*** INPUT DATA ***

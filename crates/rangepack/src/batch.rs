//! Bounded fan-out of one prefix's fetches
//!
//! All 4096 fetches run as futures on the caller's task, at most
//! `concurrency` at a time. The controller returns only once every slot is
//! filled or the first fetch fails. A failure cancels the run token and drops
//! every outstanding fetch future, which aborts its HTTP request.

use crate::arena::BufferArena;
use crate::cancel::CancellationToken;
use crate::error::FetchError;
use crate::fetch::RecordFetcher;
use crate::key::Prefix;
use futures::stream::{self, TryStreamExt};
use serde::Serialize;
use std::time::{Duration, Instant};
use tracing::{debug, warn};

/// Outcome of a completed fetch phase
#[derive(Debug, Clone, Copy, PartialEq, Eq, Serialize)]
pub struct BatchStats {
    /// Records fetched
    pub records: usize,
    /// Total body bytes fetched
    pub bytes: u64,
    /// Wall time of the fetch phase
    pub elapsed: Duration,
}

/// Fetches every record of a prefix into the arena
#[derive(Debug)]
pub struct BatchController<F> {
    fetcher: F,
    concurrency: usize,
    cancel: CancellationToken,
}

impl<F: RecordFetcher> BatchController<F> {
    /// Create a controller
    ///
    /// A `concurrency` of zero is treated as one.
    pub fn new(fetcher: F, concurrency: usize, cancel: CancellationToken) -> Self {
        Self {
            fetcher,
            concurrency: concurrency.max(1),
            cancel,
        }
    }

    /// The wrapped fetcher
    pub fn fetcher(&self) -> &F {
        &self.fetcher
    }

    /// Concurrency ceiling
    pub fn concurrency(&self) -> usize {
        self.concurrency
    }

    /// Token observed by every fetch
    pub fn cancellation_token(&self) -> &CancellationToken {
        &self.cancel
    }

    /// Fill every slot of `arena` with the records of `prefix`
    ///
    /// # Errors
    ///
    /// Returns the first fetch failure, or `FetchError::Cancelled` if the run
    /// was cancelled. Slot contents are unspecified after an error.
    pub async fn fetch_prefix(
        &self,
        prefix: Prefix,
        arena: &mut BufferArena,
    ) -> Result<BatchStats, FetchError> {
        let started = Instant::now();
        debug!(
            "Fetching {} records of prefix {} ({} in flight)",
            arena.len(),
            prefix,
            self.concurrency
        );

        let fetcher = &self.fetcher;
        let cancel = &self.cancel;

        let result = stream::iter(arena.iter_mut().map(Ok))
            .try_for_each_concurrent(self.concurrency, |(suffix, slot)| async move {
                let key = prefix.key(suffix);
                if cancel.is_cancelled() {
                    return Err(FetchError::Cancelled { key });
                }
                tokio::select! {
                    biased;
                    () = cancel.cancelled() => Err(FetchError::Cancelled { key }),
                    result = fetcher.fetch_into(key, slot) => result,
                }
            })
            .await;

        if let Err(e) = result {
            if e.is_cancelled() {
                warn!("Fetch phase of prefix {} cancelled", prefix);
            } else {
                warn!("Fetch of {} failed, cancelling run: {}", e.key(), e);
                self.cancel.cancel();
            }
            return Err(e);
        }

        let stats = BatchStats {
            records: arena.len(),
            bytes: arena.total_len() as u64,
            elapsed: started.elapsed(),
        };
        debug!(
            "Fetched prefix {}: {} records, {} bytes in {:?}",
            prefix, stats.records, stats.bytes, stats.elapsed
        );
        Ok(stats)
    }
}
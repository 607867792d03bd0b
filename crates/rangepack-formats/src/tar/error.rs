//! Error types for the tape archive format

use thiserror::Error;

/// Errors that can occur when writing or reading tape archives
#[derive(Debug, Error)]
pub enum ArchiveError {
    /// Entry name does not fit the 100-byte ustar name field
    #[error("Entry name '{name}' is longer than {max} bytes")]
    NameTooLong {
        /// The rejected name
        name: String,
        /// Maximum supported length
        max: usize,
    },

    /// Entry name is empty or not valid UTF-8
    #[error("Invalid entry name at offset {offset}")]
    InvalidName {
        /// Byte offset of the offending header
        offset: usize,
    },

    /// Entry body exceeds what an 11-digit octal size field can express
    #[error("Entry '{name}' is {size} bytes, maximum is {max}")]
    EntryTooLarge {
        /// Entry name
        name: String,
        /// Body size in bytes
        size: u64,
        /// Largest encodable size
        max: u64,
    },

    /// Mode does not fit the 7-digit octal mode field
    #[error("Invalid entry mode {0:#o}")]
    InvalidMode(u32),

    /// Entry is not a regular file (directory, link, pax or GNU extension)
    #[error("Unsupported entry type {typeflag:?} at offset {offset}")]
    UnsupportedEntryType {
        /// Byte offset of the offending header
        offset: usize,
        /// Typeflag byte from the header
        typeflag: char,
    },

    /// Header magic is not "ustar\0"
    #[error("Invalid magic: expected 'ustar', got {0:?}")]
    InvalidMagic([u8; 6]),

    /// Header checksum does not match header contents
    #[error("Checksum mismatch at offset {offset}: header says {expected}, computed {actual}")]
    ChecksumMismatch {
        /// Byte offset of the offending header
        offset: usize,
        /// Checksum stored in the header
        expected: u32,
        /// Checksum computed from the header bytes
        actual: u32,
    },

    /// A numeric header field is not valid octal
    #[error("Invalid octal value in '{field}' field")]
    InvalidOctal {
        /// Name of the header field
        field: &'static str,
    },

    /// Data ends in the middle of a header or body
    #[error("Truncated archive: need {needed} bytes at offset {offset}, {available} available")]
    Truncated {
        /// Offset where reading stopped
        offset: usize,
        /// Bytes required to continue
        needed: usize,
        /// Bytes actually available
        available: usize,
    },

    /// Archive is missing the two zero trailer blocks
    #[error("Missing end-of-archive trailer at offset {offset}")]
    MissingTrailer {
        /// Offset where the trailer was expected
        offset: usize,
    },

    /// Produced archive length differs from the precomputed layout
    #[error("Archive layout mismatch: expected {expected} bytes, wrote {actual}")]
    LayoutMismatch {
        /// Length computed from entry sizes
        expected: usize,
        /// Length actually written
        actual: usize,
    },

    /// Header encoding or decoding failed
    #[error("Binary header error: {0}")]
    Binary(String),
}

impl From<binrw::Error> for ArchiveError {
    fn from(e: binrw::Error) -> Self {
        Self::Binary(e.to_string())
    }
}

/// Result type alias for archive operations
pub type Result<T> = std::result::Result<T, ArchiveError>;
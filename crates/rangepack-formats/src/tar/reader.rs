//! Validating reader over an in-memory archive

use crate::tar::error::{ArchiveError, Result};
use crate::tar::header::UstarHeader;
use crate::tar::layout::{BLOCK_SIZE, TRAILER_SIZE, entry_len};

/// One entry borrowed from an archive buffer
#[derive(Debug, Clone)]
pub struct TarEntry<'a> {
    name: String,
    mode: u32,
    offset: usize,
    body: &'a [u8],
}

impl<'a> TarEntry<'a> {
    /// Entry name
    pub fn name(&self) -> &str {
        &self.name
    }

    /// Permission bits
    pub fn mode(&self) -> u32 {
        self.mode
    }

    /// Offset of the entry header within the archive
    pub fn offset(&self) -> usize {
        self.offset
    }

    /// Entry body without padding
    pub fn body(&self) -> &'a [u8] {
        self.body
    }
}

/// Iterates the entries of an archive, validating every header
///
/// Iteration ends cleanly at the two-block zero trailer. Anything else
/// (truncation, a missing trailer, a corrupt header) yields one error and
/// then stops.
pub struct TarReader<'a> {
    data: &'a [u8],
    offset: usize,
    done: bool,
}

impl<'a> TarReader<'a> {
    /// Read entries from the start of `data`
    pub fn new(data: &'a [u8]) -> Self {
        Self {
            data,
            offset: 0,
            done: false,
        }
    }

    /// Offset of the next header to be read
    pub fn offset(&self) -> usize {
        self.offset
    }

    fn read_entry(&mut self) -> Result<Option<TarEntry<'a>>> {
        let remaining = self.data.len() - self.offset;
        if remaining == 0 {
            return Err(ArchiveError::MissingTrailer {
                offset: self.offset,
            });
        }
        if remaining < BLOCK_SIZE {
            return Err(ArchiveError::Truncated {
                offset: self.offset,
                needed: BLOCK_SIZE,
                available: remaining,
            });
        }

        let block: &[u8; BLOCK_SIZE] = self.data[self.offset..self.offset + BLOCK_SIZE]
            .try_into()
            .map_err(|_| ArchiveError::Truncated {
                offset: self.offset,
                needed: BLOCK_SIZE,
                available: remaining,
            })?;

        if block.iter().all(|&b| b == 0) {
            let trailer = &self.data[self.offset..];
            if trailer.len() < TRAILER_SIZE || trailer[..TRAILER_SIZE].iter().any(|&b| b != 0) {
                return Err(ArchiveError::MissingTrailer {
                    offset: self.offset,
                });
            }
            return Ok(None);
        }

        let header = UstarHeader::from_block(block, self.offset)?;
        if !header.is_regular_file() {
            return Err(ArchiveError::UnsupportedEntryType {
                offset: self.offset,
                typeflag: char::from(header.typeflag),
            });
        }
        let name = header
            .path()
            .ok_or(ArchiveError::InvalidName {
                offset: self.offset,
            })?;
        let size = header.entry_size()? as usize;
        let mode = header.entry_mode()?;

        let body_start = self.offset + BLOCK_SIZE;
        let available = self.data.len() - body_start;
        if size > available {
            return Err(ArchiveError::Truncated {
                offset: body_start,
                needed: size,
                available,
            });
        }

        let entry = TarEntry {
            name,
            mode,
            offset: self.offset,
            body: &self.data[body_start..body_start + size],
        };
        self.offset = (self.offset + entry_len(size)).min(self.data.len());
        Ok(Some(entry))
    }
}

impl<'a> Iterator for TarReader<'a> {
    type Item = Result<TarEntry<'a>>;

    fn next(&mut self) -> Option<Self::Item> {
        if self.done {
            return None;
        }
        match self.read_entry() {
            Ok(Some(entry)) => Some(Ok(entry)),
            Ok(None) => {
                self.done = true;
                None
            }
            Err(e) => {
                self.done = true;
                Some(Err(e))
            }
        }
    }
}
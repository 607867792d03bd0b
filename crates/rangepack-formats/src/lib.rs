//! Archive format support for rangepack
//!
#![allow(clippy::cast_possible_truncation)] // octal header fields
#![allow(clippy::module_name_repetitions)]
//! This crate implements the block-aligned tape archive layout used to package
//! one prefix worth of records. Only the subset rangepack produces is
//! supported: regular-file entries with short names, written as POSIX ustar
//! headers and readable by any standard `tar` implementation.
//!
//! # Layout
//!
//! ```text
//! +-----------------+---------------------------+-----+------------------+
//! | header (512 B)  | body, zero-padded to 512  | ... | 2 x 512 B zeroes |
//! +-----------------+---------------------------+-----+------------------+
//! ```
//!
//! Sizes are computable up front from body lengths alone (see [`layout`]),
//! which lets callers reserve the exact output capacity before writing.
//!
//! # Example
//!
//! ```
//! use rangepack_formats::tar::{TarReader, TarWriter, layout};
//!
//! let bodies: [&[u8]; 2] = [b"first", b"second record"];
//! let expected = layout::archive_len(bodies.iter().map(|b| b.len()));
//!
//! let mut out = Vec::with_capacity(expected);
//! let mut writer = TarWriter::new(&mut out);
//! writer.append("00000", 0o600, bodies[0])?;
//! writer.append("00001", 0o600, bodies[1])?;
//! writer.finish();
//! assert_eq!(out.len(), expected);
//!
//! let names: Vec<String> = TarReader::new(&out)
//!     .map(|entry| entry.map(|e| e.name().to_string()))
//!     .collect::<Result<_, _>>()?;
//! assert_eq!(names, ["00000", "00001"]);
//! # Ok::<(), rangepack_formats::tar::ArchiveError>(())
//! ```

#![warn(missing_docs)]

/// Tape archive (ustar) layout, writer and reader
pub mod tar;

*** End of INPUT DATA ***

◆ **EXERCISE DETAILS**
Search the listing above for the lines with "let entry = TarEntry" and "fn next(&mut self)", then output those lines and all lines between them exactly.

◆ **TASK ANSWER**
        let entry = TarEntry {
            name,
            mode,
            offset: self.offset,
            body: &self.data[body_start..body_start + size],
        };
        self.offset = (self.offset + entry_len(size)).min(self.data.len());
        Ok(Some(entry))
    }
}

impl<'a> Iterator for TarReader<'a> {
    type Item = Result<TarEntry<'a>>;

    fn next(&mut self) -> Option<Self::Item> {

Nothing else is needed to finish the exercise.